*** Provided material ***
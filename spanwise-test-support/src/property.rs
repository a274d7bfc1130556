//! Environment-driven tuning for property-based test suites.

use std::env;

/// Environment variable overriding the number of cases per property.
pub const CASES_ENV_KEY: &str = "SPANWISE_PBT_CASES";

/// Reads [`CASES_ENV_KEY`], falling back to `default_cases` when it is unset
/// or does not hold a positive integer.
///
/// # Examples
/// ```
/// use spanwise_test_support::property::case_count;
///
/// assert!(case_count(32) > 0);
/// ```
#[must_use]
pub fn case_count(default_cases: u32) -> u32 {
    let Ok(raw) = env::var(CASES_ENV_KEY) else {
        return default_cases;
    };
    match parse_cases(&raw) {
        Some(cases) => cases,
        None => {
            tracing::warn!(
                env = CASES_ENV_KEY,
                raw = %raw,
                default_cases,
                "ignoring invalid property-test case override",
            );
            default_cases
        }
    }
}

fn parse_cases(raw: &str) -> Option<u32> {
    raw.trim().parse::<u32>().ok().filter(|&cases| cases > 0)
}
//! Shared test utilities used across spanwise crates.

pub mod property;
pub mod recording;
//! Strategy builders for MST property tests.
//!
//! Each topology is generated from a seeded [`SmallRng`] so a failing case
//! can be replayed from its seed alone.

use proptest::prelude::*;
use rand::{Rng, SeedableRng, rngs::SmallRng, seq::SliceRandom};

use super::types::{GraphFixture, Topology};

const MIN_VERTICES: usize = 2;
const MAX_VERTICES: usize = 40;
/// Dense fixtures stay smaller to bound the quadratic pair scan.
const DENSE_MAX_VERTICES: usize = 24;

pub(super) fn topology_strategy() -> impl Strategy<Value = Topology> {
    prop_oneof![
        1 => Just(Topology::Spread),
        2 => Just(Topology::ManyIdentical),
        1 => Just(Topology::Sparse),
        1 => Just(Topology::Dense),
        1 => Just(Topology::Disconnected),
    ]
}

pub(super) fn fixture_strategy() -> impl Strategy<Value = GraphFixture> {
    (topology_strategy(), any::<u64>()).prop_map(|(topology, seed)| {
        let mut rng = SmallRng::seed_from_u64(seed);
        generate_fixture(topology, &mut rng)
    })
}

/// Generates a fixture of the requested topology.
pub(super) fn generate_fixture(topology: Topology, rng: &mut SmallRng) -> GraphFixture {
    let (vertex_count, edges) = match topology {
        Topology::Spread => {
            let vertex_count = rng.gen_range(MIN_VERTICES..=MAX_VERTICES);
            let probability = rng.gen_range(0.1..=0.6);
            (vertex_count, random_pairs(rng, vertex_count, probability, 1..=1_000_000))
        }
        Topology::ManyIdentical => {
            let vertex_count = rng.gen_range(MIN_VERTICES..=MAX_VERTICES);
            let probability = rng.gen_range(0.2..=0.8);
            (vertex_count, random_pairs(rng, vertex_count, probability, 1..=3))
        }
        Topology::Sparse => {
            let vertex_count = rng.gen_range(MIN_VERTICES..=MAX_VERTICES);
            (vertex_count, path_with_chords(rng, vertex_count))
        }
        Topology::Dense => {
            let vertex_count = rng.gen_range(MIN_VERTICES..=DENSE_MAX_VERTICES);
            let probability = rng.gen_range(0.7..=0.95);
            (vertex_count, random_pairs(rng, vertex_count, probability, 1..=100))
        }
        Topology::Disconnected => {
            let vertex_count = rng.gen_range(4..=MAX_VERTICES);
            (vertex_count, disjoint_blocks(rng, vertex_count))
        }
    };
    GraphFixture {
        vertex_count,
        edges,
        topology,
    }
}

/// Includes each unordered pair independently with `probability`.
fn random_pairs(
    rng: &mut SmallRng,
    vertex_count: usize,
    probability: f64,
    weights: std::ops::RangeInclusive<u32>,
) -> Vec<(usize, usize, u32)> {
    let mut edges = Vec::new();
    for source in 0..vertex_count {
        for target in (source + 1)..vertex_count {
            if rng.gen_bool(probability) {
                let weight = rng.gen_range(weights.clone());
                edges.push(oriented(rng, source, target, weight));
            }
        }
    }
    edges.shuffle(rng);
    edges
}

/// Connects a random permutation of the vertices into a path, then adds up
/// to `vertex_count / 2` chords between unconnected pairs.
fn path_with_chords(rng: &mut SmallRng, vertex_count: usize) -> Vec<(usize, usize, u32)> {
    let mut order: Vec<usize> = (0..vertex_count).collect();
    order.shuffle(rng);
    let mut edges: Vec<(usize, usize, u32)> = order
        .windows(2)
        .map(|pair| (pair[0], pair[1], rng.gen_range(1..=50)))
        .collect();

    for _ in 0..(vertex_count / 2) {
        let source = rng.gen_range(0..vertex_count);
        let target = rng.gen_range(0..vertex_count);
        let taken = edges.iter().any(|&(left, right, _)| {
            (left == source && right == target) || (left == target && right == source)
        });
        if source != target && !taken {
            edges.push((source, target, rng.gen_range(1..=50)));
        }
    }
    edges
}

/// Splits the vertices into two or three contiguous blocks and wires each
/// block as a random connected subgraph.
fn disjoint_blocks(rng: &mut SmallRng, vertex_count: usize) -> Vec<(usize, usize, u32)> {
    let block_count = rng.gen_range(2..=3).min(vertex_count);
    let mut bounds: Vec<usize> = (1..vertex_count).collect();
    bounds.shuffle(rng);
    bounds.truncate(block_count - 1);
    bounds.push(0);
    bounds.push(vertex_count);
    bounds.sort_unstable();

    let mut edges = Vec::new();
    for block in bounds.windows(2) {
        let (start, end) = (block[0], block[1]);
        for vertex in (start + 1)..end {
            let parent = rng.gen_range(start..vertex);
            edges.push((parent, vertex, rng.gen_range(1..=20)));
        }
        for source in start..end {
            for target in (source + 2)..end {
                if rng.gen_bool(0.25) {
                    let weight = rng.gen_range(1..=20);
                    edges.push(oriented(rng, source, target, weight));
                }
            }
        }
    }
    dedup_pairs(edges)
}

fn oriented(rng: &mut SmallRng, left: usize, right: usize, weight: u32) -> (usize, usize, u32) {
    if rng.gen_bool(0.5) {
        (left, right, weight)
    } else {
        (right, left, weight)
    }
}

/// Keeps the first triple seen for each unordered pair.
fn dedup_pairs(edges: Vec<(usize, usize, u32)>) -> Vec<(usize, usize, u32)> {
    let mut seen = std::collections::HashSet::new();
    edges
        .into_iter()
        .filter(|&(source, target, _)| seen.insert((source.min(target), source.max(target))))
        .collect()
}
*** End of Provided material ***
*** Provided material ***
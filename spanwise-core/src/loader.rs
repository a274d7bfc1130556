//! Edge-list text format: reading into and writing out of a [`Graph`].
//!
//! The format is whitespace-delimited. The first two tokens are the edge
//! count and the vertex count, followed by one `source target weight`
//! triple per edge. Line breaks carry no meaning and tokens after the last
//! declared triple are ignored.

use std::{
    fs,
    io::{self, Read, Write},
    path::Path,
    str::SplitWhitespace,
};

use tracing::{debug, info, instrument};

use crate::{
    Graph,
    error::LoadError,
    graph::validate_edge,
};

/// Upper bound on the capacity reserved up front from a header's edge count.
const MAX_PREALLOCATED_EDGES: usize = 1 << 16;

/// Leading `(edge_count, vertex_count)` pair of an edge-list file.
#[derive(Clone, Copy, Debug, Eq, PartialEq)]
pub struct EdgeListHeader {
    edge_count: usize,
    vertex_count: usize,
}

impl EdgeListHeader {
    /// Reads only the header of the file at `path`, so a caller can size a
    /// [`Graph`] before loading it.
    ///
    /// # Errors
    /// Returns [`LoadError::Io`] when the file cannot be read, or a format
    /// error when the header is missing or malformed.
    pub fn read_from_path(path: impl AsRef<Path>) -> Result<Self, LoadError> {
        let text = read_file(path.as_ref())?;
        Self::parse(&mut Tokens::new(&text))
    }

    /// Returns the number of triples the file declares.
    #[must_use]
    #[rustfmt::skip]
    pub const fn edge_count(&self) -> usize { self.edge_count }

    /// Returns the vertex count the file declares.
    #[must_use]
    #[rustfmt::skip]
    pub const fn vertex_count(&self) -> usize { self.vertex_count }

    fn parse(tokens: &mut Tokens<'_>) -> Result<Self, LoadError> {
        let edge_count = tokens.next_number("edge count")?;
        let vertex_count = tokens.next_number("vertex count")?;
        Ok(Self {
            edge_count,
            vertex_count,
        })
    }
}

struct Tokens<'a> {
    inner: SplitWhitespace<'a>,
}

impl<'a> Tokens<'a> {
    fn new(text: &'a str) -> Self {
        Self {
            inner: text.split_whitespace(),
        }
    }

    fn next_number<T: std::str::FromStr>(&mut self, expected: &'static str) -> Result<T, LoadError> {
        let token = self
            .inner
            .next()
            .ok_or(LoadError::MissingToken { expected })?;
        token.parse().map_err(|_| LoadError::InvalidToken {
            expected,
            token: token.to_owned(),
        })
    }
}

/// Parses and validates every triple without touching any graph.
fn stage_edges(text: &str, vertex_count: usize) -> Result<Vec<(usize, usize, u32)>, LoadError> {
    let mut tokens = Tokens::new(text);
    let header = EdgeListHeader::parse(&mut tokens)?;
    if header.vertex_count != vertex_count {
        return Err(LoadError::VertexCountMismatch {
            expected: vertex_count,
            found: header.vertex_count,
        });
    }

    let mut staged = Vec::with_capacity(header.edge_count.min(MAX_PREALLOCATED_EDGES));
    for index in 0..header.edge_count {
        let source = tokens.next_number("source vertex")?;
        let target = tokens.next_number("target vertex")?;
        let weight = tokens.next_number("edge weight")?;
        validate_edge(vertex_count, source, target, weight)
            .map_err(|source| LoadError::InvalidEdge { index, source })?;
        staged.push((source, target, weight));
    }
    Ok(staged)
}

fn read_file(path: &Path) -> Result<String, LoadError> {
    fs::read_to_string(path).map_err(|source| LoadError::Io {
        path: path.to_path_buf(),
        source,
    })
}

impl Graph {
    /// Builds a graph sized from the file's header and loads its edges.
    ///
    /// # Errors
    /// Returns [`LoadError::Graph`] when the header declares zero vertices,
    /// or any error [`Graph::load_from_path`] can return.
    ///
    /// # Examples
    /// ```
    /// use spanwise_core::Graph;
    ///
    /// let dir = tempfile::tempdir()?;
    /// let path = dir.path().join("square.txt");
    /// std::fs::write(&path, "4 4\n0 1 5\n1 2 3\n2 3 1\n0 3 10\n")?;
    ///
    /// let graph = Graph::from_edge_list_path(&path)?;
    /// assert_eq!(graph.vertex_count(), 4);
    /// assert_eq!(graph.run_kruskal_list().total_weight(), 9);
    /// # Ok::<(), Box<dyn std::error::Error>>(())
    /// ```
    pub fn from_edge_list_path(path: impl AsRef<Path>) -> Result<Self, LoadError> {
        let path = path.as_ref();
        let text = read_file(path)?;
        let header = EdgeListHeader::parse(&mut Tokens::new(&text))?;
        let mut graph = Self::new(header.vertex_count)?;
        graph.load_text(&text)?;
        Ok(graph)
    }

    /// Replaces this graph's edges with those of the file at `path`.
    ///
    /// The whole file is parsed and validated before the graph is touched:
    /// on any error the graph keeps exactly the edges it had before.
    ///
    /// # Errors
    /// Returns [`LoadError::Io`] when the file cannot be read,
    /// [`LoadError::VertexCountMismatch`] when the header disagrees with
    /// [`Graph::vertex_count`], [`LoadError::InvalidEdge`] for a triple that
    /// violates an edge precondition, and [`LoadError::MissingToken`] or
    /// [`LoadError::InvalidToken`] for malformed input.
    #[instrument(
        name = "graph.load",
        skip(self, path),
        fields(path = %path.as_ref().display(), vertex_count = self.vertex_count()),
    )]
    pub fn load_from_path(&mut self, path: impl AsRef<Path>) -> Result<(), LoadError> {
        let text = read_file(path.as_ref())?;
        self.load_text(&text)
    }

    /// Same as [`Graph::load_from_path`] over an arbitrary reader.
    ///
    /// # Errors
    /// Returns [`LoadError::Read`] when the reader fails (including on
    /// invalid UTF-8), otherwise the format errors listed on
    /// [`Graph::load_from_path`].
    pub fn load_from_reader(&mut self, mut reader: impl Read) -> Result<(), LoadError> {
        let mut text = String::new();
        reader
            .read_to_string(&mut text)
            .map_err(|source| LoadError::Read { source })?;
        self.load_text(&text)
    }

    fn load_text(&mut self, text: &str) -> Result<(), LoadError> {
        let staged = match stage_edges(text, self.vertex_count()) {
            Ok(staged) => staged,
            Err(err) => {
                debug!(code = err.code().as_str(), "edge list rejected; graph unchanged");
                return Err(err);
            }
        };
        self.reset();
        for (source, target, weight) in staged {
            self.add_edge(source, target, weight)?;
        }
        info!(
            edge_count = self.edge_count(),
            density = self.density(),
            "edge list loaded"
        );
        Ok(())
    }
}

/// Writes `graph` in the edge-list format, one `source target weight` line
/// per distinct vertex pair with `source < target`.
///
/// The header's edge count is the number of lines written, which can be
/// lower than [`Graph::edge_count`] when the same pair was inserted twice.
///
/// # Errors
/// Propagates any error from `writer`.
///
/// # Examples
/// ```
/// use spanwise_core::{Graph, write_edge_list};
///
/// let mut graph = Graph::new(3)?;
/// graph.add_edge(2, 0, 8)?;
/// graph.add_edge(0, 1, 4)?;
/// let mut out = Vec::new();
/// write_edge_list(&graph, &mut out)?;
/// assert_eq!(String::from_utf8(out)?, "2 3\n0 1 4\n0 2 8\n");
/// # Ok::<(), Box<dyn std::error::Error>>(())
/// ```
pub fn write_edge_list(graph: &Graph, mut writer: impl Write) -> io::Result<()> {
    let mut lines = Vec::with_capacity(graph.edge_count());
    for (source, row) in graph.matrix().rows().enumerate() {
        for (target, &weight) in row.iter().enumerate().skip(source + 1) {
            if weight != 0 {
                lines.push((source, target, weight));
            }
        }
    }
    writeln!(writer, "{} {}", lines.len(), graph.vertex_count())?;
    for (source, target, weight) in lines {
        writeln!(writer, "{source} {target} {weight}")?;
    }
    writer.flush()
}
*** End of Provided material ***
*** Provided material ***
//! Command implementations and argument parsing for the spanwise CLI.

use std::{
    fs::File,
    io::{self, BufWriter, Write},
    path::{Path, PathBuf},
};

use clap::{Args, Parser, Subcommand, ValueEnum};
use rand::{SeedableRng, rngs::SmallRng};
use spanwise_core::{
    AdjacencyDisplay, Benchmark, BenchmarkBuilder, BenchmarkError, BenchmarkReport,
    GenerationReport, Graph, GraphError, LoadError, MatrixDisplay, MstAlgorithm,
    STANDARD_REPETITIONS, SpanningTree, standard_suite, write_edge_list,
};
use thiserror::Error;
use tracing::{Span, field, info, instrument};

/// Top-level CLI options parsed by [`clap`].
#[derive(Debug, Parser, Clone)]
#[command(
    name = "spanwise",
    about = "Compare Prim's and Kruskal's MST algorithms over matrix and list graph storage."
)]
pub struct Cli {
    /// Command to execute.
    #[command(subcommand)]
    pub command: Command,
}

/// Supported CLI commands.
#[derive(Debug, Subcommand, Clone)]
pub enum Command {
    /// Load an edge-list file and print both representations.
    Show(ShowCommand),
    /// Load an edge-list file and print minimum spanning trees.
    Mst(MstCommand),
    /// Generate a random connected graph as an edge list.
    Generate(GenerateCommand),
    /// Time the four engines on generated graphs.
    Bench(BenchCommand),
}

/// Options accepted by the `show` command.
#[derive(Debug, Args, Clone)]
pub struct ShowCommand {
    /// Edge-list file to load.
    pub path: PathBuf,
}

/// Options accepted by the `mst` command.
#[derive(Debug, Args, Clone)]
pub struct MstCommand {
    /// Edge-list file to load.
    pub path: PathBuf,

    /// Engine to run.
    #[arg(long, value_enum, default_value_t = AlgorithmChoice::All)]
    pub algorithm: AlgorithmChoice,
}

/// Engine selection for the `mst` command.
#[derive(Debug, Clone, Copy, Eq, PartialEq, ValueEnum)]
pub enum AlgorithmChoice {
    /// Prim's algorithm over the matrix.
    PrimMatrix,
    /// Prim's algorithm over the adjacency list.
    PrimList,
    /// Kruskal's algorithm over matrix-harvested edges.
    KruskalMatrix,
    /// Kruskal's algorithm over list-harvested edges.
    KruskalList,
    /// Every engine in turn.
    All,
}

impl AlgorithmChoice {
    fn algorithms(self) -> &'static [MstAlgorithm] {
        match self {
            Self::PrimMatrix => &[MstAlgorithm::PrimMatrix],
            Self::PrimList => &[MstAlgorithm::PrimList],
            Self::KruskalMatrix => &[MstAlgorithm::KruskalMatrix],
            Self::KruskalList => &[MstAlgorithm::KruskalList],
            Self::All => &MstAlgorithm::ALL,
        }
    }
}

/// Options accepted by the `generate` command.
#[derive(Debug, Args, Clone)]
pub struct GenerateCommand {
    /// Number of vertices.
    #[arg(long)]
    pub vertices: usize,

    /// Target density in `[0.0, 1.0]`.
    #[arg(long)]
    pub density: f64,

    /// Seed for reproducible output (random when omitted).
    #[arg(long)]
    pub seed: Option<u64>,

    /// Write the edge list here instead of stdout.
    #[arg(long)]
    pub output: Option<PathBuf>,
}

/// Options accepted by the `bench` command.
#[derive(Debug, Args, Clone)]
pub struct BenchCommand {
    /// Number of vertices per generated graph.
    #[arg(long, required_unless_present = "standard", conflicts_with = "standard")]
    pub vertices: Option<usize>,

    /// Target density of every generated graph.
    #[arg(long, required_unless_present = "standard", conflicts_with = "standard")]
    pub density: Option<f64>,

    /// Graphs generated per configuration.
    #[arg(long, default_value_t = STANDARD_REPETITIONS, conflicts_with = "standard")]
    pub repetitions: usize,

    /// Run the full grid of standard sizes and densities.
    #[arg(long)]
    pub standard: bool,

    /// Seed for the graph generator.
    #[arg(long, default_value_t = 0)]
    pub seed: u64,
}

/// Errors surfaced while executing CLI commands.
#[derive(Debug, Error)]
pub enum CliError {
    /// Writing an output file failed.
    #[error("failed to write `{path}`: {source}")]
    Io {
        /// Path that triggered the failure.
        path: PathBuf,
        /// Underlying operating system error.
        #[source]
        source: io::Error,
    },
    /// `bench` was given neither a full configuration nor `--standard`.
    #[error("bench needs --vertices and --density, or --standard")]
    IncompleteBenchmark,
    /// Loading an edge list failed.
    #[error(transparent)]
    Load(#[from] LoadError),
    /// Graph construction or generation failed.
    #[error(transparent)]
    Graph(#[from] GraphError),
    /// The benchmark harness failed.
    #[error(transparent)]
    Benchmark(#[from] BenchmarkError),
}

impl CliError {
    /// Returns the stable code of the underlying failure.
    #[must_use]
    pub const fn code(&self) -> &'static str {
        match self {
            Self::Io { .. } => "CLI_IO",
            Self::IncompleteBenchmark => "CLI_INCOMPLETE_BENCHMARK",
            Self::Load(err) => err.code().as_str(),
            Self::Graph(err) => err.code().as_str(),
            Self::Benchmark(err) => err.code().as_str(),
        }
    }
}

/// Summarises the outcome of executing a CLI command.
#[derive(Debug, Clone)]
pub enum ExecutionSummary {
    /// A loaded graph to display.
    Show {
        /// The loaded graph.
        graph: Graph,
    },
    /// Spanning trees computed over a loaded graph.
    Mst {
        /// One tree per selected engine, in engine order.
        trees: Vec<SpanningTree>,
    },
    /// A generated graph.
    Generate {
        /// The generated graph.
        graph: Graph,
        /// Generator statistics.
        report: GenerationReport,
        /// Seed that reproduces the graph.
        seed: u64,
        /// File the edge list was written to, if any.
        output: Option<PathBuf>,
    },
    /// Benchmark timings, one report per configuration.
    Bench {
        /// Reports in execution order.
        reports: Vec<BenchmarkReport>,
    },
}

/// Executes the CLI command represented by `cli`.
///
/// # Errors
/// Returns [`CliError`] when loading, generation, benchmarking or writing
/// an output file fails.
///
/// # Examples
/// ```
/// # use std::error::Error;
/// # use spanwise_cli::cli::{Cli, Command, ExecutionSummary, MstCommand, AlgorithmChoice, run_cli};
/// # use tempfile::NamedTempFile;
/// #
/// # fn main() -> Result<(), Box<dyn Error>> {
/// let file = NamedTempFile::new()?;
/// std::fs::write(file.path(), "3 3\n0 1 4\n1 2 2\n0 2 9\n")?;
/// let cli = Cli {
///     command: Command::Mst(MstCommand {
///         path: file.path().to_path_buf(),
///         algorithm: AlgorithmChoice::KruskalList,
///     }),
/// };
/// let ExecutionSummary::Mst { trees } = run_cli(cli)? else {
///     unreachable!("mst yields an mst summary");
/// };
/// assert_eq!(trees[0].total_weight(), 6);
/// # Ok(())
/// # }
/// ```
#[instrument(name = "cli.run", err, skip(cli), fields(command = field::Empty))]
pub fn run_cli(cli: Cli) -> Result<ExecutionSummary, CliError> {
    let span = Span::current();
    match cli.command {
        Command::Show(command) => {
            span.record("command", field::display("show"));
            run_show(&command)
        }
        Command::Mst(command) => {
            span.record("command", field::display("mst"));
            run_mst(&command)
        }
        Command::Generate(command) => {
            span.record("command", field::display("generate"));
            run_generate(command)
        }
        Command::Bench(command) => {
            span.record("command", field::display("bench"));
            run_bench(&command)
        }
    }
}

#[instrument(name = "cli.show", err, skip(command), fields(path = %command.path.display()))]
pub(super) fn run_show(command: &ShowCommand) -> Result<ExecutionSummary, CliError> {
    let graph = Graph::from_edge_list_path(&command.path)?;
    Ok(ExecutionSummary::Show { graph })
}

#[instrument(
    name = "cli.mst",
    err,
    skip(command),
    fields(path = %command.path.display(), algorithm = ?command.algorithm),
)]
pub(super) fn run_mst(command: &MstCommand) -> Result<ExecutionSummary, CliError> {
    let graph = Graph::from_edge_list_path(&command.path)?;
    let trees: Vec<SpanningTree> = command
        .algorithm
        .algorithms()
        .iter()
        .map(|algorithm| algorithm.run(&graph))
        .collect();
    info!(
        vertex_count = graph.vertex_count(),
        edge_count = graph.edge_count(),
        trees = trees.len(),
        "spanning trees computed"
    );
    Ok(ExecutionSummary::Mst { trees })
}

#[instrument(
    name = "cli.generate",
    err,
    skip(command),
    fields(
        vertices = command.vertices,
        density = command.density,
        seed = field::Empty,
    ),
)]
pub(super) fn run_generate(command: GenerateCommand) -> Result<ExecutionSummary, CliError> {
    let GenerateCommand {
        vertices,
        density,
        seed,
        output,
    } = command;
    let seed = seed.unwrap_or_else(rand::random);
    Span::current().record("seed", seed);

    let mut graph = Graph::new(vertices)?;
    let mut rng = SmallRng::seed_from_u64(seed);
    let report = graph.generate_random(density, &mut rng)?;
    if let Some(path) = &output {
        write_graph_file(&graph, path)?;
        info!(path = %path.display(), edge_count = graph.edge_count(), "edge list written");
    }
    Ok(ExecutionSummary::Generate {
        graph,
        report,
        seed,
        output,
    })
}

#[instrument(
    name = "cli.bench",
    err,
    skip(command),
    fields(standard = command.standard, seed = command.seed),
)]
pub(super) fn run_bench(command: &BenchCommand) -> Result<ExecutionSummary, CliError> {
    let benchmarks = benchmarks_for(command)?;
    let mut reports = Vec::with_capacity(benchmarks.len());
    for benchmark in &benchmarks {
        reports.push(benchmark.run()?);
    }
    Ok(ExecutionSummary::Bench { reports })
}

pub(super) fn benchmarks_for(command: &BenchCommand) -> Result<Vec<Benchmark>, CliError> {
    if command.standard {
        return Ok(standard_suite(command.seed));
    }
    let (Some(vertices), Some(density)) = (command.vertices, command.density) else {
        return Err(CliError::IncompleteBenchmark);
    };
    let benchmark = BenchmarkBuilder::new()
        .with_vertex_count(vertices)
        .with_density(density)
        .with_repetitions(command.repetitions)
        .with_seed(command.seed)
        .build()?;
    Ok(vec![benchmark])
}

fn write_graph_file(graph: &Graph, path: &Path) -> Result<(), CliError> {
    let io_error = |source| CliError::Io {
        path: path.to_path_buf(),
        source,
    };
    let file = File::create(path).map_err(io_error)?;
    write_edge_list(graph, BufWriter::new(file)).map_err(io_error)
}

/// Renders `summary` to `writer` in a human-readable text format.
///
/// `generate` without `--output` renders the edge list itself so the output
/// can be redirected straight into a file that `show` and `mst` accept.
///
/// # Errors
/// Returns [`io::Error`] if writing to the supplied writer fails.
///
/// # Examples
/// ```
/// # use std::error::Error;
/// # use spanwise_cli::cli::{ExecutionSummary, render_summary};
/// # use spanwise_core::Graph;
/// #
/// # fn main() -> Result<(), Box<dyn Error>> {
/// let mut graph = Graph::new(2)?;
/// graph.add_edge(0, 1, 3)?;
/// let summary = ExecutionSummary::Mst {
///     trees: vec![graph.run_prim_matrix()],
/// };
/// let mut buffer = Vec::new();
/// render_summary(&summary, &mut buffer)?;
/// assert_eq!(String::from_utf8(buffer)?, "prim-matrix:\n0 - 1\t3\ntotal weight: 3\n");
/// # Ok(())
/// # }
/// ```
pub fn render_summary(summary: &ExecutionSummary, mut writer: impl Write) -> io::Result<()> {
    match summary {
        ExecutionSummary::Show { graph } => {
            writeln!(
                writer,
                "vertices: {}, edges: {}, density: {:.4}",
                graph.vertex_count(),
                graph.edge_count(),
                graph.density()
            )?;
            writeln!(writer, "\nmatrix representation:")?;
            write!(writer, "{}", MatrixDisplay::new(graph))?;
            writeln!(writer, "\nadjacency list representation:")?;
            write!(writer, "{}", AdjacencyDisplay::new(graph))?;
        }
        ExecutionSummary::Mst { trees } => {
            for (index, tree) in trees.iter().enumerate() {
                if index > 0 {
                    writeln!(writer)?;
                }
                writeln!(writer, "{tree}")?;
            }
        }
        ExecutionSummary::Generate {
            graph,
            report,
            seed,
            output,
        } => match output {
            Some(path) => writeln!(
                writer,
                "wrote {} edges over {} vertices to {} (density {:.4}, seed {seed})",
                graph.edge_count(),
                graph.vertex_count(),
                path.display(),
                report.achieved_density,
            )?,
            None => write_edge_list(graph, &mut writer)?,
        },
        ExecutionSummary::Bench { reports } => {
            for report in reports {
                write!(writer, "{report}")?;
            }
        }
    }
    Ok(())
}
*** End of Provided material ***
An exact copy of the lines above, from the one containing "Replaces this graph's" through the one containing "which can be", is the whole of the answer.

    /// Replaces this graph's edges with those of the file at `path`.
    ///
    /// The whole file is parsed and validated before the graph is touched:
    /// on any error the graph keeps exactly the edges it had before.
    ///
    /// # Errors
    /// Returns [`LoadError::Io`] when the file cannot be read,
    /// [`LoadError::VertexCountMismatch`] when the header disagrees with
    /// [`Graph::vertex_count`], [`LoadError::InvalidEdge`] for a triple that
    /// violates an edge precondition, and [`LoadError::MissingToken`] or
    /// [`LoadError::InvalidToken`] for malformed input.
    #[instrument(
        name = "graph.load",
        skip(self, path),
        fields(path = %path.as_ref().display(), vertex_count = self.vertex_count()),
    )]
    pub fn load_from_path(&mut self, path: impl AsRef<Path>) -> Result<(), LoadError> {
        let text = read_file(path.as_ref())?;
        self.load_text(&text)
    }

    /// Same as [`Graph::load_from_path`] over an arbitrary reader.
    ///
    /// # Errors
    /// Returns [`LoadError::Read`] when the reader fails (including on
    /// invalid UTF-8), otherwise the format errors listed on
    /// [`Graph::load_from_path`].
    pub fn load_from_reader(&mut self, mut reader: impl Read) -> Result<(), LoadError> {
        let mut text = String::new();
        reader
            .read_to_string(&mut text)
            .map_err(|source| LoadError::Read { source })?;
        self.load_text(&text)
    }

    fn load_text(&mut self, text: &str) -> Result<(), LoadError> {
        let staged = match stage_edges(text, self.vertex_count()) {
            Ok(staged) => staged,
            Err(err) => {
                debug!(code = err.code().as_str(), "edge list rejected; graph unchanged");
                return Err(err);
            }
        };
        self.reset();
        for (source, target, weight) in staged {
            self.add_edge(source, target, weight)?;
        }
        info!(
            edge_count = self.edge_count(),
            density = self.density(),
            "edge list loaded"
        );
        Ok(())
    }
}

/// Writes `graph` in the edge-list format, one `source target weight` line
/// per distinct vertex pair with `source < target`.
///
/// The header's edge count is the number of lines written, which can be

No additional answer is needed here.